**WORK INSTRUCTION**
Go through the data line by line from the top, retyping each exactly, and end with the line that contains "pub struct RunnerConfig".
Top of SOURCE DATA
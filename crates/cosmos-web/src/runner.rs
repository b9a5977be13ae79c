use cosmos_fx::core::time::clamp_frame_ms;
use cosmos_fx::{
    Effect, EffectContext, FrameClock, FxEvent, InputEvent, InputQueue, Surface, Viewport,
};

/// Runner-level settings: where the effect starts and how it is seeded.
#[derive(Debug, Clone, Copy)]
pub struct RunnerConfig {
    pub seed: u64,
    pub viewport: Viewport,
}

impl Default for RunnerConfig {
    fn default() -> Self {
        Self {
            seed: 42,
            viewport: Viewport::default(),
        }
    }
}

/// Generic runner that wires one effect to its clock, pointer and input queue.
///
/// The browser side keeps one runner per mounted canvas behind an `Rc<RefCell>`
/// and drives `tick` + `render` from `requestAnimationFrame`. Headless hosts
/// call the same two methods with their own frame deltas.
pub struct EffectRunner<E: Effect> {
    effect: E,
    ctx: EffectContext,
    input: InputQueue,
    clock: FrameClock,
    initialized: bool,
}

impl<E: Effect> EffectRunner<E> {
    pub fn new(effect: E, config: RunnerConfig) -> Self {
        Self {
            effect,
            ctx: EffectContext::new(config.viewport, config.seed),
            input: InputQueue::new(),
            clock: FrameClock::new(),
            initialized: false,
        }
    }

    /// Initialize the effect. Call once after construction.
    pub fn init(&mut self) {
        if self.initialized {
            return;
        }
        self.effect.init(&mut self.ctx);
        self.initialized = true;
    }

    /// Record a pointer sample. Last write wins; nothing is queued.
    pub fn pointer_move(&mut self, x: f32, y: f32) {
        self.ctx.pointer.set(x, y);
    }

    /// The pointer left the canvas.
    pub fn pointer_leave(&mut self) {
        self.ctx.pointer.clear();
    }

    /// Push a discrete input event into the queue.
    pub fn push_input(&mut self, event: InputEvent) {
        self.input.push(event);
    }

    /// Run one frame of simulation.
    ///
    /// Returns false once the runner is cancelled (or before `init`), in which
    /// case nothing changed and the caller should not schedule another frame.
    pub fn tick(&mut self, frame_dt_ms: f32) -> bool {
        if !self.initialized {
            return false;
        }
        let Some(tick) = self.clock.advance(frame_dt_ms) else {
            return false;
        };

        // Clear per-frame transient data
        self.ctx.clear_frame_data();
        self.ctx.begin_frame(tick, clamp_frame_ms(frame_dt_ms));

        // Resizes apply before update so the frame sees the new viewport
        let resizes: Vec<Viewport> = self
            .input
            .iter()
            .filter_map(|e| match e {
                InputEvent::Resize { width, height } => Some(Viewport::new(*width, *height)),
                _ => None,
            })
            .collect();
        for viewport in resizes {
            self.apply_resize(viewport);
        }

        self.effect.update(&mut self.ctx, &self.input);

        // Drain input after update
        self.input.drain();
        true
    }

    fn apply_resize(&mut self, viewport: Viewport) {
        if viewport == self.ctx.viewport {
            return;
        }
        if let Err(err) = viewport.validate() {
            log::warn!("resize: {err}");
        }
        self.ctx.viewport = viewport;
        self.effect.resize(&mut self.ctx);
    }

    /// Draw the current state into `surface`.
    pub fn render(&self, surface: &mut dyn Surface) {
        if !self.initialized || self.clock.is_cancelled() {
            return;
        }
        self.effect.render(surface, &self.ctx);
    }

    /// Take the events emitted by the last tick.
    pub fn drain_events(&mut self) -> Vec<FxEvent> {
        std::mem::take(&mut self.ctx.events)
    }

    /// Stop the runner. Every later `tick` returns false.
    pub fn cancel(&mut self) {
        self.clock.cancel();
        self.input.drain();
    }

    pub fn is_cancelled(&self) -> bool {
        self.clock.is_cancelled()
    }

    pub fn viewport(&self) -> Viewport {
        self.ctx.viewport
    }

    pub fn effect(&self) -> &E {
        &self.effect
    }

    pub fn context(&self) -> &EffectContext {
        &self.ctx
    }
}

#[cfg(test)]
mod tests {
    use super::*;
    use cosmos_fx::{LaunchSequence, RecordingSurface, StarField};

    fn runner<E: Effect>(effect: E, width: f32, height: f32) -> EffectRunner<E> {
        let mut r = EffectRunner::new(
            effect,
            RunnerConfig {
                seed: 7,
                viewport: Viewport::new(width, height),
            },
        );
        r.init();
        r
    }

    #[test]
    fn tick_before_init_is_ignored() {
        let mut r = EffectRunner::new(StarField::default(), RunnerConfig::default());
        assert!(!r.tick(16.0));
        assert_eq!(r.context().tick, 0);
    }

    #[test]
    fn cancel_stops_ticking_and_drawing() {
        let mut r = runner(StarField::default(), 700.0, 500.0);
        assert!(r.tick(16.0));
        r.cancel();
        assert!(r.is_cancelled());
        assert!(!r.tick(16.0));
        assert_eq!(r.context().tick, 1);

        let mut surface = RecordingSurface::new();
        r.render(&mut surface);
        assert!(surface.is_empty());
    }

    #[test]
    fn pointer_is_last_write_wins() {
        let mut r = runner(StarField::default(), 700.0, 500.0);
        r.pointer_move(10.0, 10.0);
        r.pointer_move(20.0, 30.0);
        r.pointer_move(f32::NAN, 0.0);
        let p = r.context().pointer.position().map(|p| (p.x, p.y));
        assert_eq!(p, Some((20.0, 30.0)));
        r.pointer_leave();
        assert!(!r.context().pointer.is_present());
    }

    #[test]
    fn resize_applies_within_the_frame() {
        let mut r = runner(StarField::default(), 700.0, 500.0);
        assert_eq!(r.effect().field().len(), 100);
        r.push_input(InputEvent::Resize { width: 350.0, height: 500.0 });
        assert!(r.tick(16.0));
        assert_eq!(r.viewport(), Viewport::new(350.0, 500.0));
        assert_eq!(r.effect().field().len(), 50);
    }

    #[test]
    fn input_is_drained_each_frame() {
        let mut r = runner(StarField::default(), 700.0, 500.0);
        r.push_input(InputEvent::Click { x: 1.0, y: 1.0 });
        r.tick(16.0);
        r.tick(16.0);
        assert!(r.input.is_empty());
    }

    #[test]
    fn launch_completes_exactly_once() {
        let mut r = runner(LaunchSequence::default(), 800.0, 600.0);
        let mut completions = 0;
        let mut liftoffs = 0;
        let mut fades = 0;
        let mut steps = Vec::new();
        // 10 s of 16 ms frames is well past the full sequence.
        for _ in 0..625 {
            r.tick(16.0);
            for event in r.drain_events() {
                match event {
                    FxEvent::SequenceComplete => completions += 1,
                    FxEvent::Liftoff => liftoffs += 1,
                    FxEvent::FadeStarted => fades += 1,
                    FxEvent::CountdownStep { step } => steps.push(step),
                    FxEvent::Supernova => {}
                }
            }
        }
        assert_eq!(completions, 1);
        assert_eq!(liftoffs, 1);
        assert_eq!(fades, 1);
        assert_eq!(steps.len(), 10);
        assert!(r.effect().countdown().is_done());
    }

    #[cfg(feature = "vectors")]
    #[test]
    fn renders_into_vector_buffer() {
        let mut r = runner(cosmos_fx::Galaxy::default(), 800.0, 600.0);
        r.tick(16.0);
        let mut surface = cosmos_fx::TessellatingSurface::new();
        r.render(&mut surface);
        assert!(surface.vertex_count() > 0);
    }

    #[test]
    fn huge_frame_deltas_are_clamped() {
        let mut r = runner(LaunchSequence::default(), 800.0, 600.0);
        r.tick(60_000.0);
        assert_eq!(r.context().dt_ms, cosmos_fx::MAX_FRAME_MS);
        assert!(r.drain_events().iter().all(|e| *e != FxEvent::SequenceComplete));
    }
}
//! JS classes for the bundled effects.

use wasm_bindgen::prelude::*;

crate::export_effect!(StarField, cosmos_fx::StarField, "star-field");
crate::export_effect!(SolarSystem, cosmos_fx::SolarSystem, "solar-system");
crate::export_effect!(
    Orrery,
    cosmos_fx::SolarSystem,
    "orrery",
    default = cosmos_fx::SolarSystem::orrery()
);
crate::export_effect!(Galaxy, cosmos_fx::Galaxy, "galaxy");
crate::export_effect!(LaunchSequence, cosmos_fx::LaunchSequence, "launch");
crate::export_effect!(CursorShip, cosmos_fx::CursorShip, "cursor-ship");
Bottom of SOURCE DATA
**RESULT OF THE TASK**
filename crates/cosmos-web/src/runner.rs
repository b9a5977be13ae79c
use cosmos_fx::core::time::clamp_frame_ms;
use cosmos_fx::{
    Effect, EffectContext, FrameClock, FxEvent, InputEvent, InputQueue, Surface, Viewport,
};

/// Runner-level settings: where the effect starts and how it is seeded.
#[derive(Debug, Clone, Copy)]
pub struct RunnerConfig {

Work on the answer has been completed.